TASK INSTRUCTIONS:
Go through the records below and copy out every line holding "must".

Stored items from a collection:
*** Block opens ***
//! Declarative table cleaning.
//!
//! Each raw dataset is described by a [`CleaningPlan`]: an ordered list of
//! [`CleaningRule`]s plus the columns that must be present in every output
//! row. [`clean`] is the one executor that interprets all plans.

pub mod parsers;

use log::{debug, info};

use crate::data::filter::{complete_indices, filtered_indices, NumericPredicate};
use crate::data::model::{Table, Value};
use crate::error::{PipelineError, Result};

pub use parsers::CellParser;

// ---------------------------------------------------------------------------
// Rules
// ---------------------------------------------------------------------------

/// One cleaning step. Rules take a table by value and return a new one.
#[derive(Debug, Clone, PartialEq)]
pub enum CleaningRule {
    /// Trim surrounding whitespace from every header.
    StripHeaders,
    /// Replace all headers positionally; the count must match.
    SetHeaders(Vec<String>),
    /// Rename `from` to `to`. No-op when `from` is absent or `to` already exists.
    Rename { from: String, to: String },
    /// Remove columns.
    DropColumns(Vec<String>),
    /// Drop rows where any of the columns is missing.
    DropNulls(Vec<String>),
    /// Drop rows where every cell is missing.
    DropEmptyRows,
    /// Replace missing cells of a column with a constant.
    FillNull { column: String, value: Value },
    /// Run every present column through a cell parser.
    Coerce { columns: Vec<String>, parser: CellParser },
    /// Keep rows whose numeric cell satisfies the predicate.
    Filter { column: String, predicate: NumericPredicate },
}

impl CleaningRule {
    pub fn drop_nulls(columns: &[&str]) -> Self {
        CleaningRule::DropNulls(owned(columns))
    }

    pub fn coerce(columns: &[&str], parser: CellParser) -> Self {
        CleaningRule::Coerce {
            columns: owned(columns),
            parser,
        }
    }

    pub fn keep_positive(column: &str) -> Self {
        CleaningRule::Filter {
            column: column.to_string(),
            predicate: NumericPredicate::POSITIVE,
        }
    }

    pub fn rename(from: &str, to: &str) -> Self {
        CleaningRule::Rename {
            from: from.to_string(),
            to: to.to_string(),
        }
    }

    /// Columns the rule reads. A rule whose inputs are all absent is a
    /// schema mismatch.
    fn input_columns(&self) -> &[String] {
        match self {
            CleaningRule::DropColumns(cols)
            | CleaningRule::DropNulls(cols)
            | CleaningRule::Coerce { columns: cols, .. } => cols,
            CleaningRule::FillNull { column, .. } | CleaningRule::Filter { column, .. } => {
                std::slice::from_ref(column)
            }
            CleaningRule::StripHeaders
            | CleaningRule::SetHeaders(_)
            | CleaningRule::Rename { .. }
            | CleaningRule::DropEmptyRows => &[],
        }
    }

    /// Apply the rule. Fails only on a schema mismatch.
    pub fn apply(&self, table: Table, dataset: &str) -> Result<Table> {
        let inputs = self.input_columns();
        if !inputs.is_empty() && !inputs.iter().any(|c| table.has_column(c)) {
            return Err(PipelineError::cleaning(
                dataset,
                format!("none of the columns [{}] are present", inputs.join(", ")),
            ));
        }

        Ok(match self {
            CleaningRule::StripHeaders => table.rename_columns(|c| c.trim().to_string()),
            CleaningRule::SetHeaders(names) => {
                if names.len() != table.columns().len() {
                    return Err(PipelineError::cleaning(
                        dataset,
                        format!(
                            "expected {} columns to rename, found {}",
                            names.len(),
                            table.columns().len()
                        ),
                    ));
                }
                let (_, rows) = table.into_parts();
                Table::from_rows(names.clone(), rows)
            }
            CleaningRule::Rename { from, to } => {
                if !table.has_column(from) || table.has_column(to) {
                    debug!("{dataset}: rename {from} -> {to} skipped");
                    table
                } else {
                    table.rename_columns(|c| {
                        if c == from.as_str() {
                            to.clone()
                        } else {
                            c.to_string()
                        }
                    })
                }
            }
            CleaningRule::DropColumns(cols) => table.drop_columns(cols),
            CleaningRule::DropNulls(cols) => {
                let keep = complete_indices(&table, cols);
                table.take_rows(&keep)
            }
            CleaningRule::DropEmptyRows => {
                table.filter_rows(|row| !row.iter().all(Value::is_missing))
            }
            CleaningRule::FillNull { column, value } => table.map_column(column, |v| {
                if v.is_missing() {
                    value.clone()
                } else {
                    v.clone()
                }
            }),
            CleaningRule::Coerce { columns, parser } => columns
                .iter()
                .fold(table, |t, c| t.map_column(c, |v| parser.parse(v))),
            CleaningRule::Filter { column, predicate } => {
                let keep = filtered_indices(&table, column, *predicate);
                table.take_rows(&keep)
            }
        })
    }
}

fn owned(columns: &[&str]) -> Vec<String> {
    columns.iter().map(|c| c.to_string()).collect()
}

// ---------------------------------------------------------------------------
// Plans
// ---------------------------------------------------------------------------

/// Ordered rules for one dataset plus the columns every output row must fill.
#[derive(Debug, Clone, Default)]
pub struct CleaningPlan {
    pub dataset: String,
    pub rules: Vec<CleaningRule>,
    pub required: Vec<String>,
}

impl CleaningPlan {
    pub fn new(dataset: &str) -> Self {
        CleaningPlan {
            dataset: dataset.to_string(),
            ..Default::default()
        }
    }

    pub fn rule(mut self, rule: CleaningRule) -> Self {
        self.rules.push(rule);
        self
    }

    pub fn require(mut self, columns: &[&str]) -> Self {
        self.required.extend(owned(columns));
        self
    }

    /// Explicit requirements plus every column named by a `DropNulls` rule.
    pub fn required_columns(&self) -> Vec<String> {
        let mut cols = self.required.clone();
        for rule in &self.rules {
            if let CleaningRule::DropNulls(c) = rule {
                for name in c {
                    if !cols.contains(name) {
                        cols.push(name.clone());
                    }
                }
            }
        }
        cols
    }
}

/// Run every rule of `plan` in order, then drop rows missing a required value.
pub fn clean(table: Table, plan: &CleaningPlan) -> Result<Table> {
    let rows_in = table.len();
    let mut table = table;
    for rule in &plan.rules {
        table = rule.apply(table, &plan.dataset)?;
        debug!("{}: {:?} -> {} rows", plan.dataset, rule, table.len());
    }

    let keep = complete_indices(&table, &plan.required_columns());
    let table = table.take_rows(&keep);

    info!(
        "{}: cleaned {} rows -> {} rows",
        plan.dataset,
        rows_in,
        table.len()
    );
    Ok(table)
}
*** Block closes ***
EXERCISE RESULT:
//! [`CleaningRule`]s plus the columns that must be present in every output
    /// Replace all headers positionally; the count must match.
/// Ordered rules for one dataset plus the columns every output row must fill.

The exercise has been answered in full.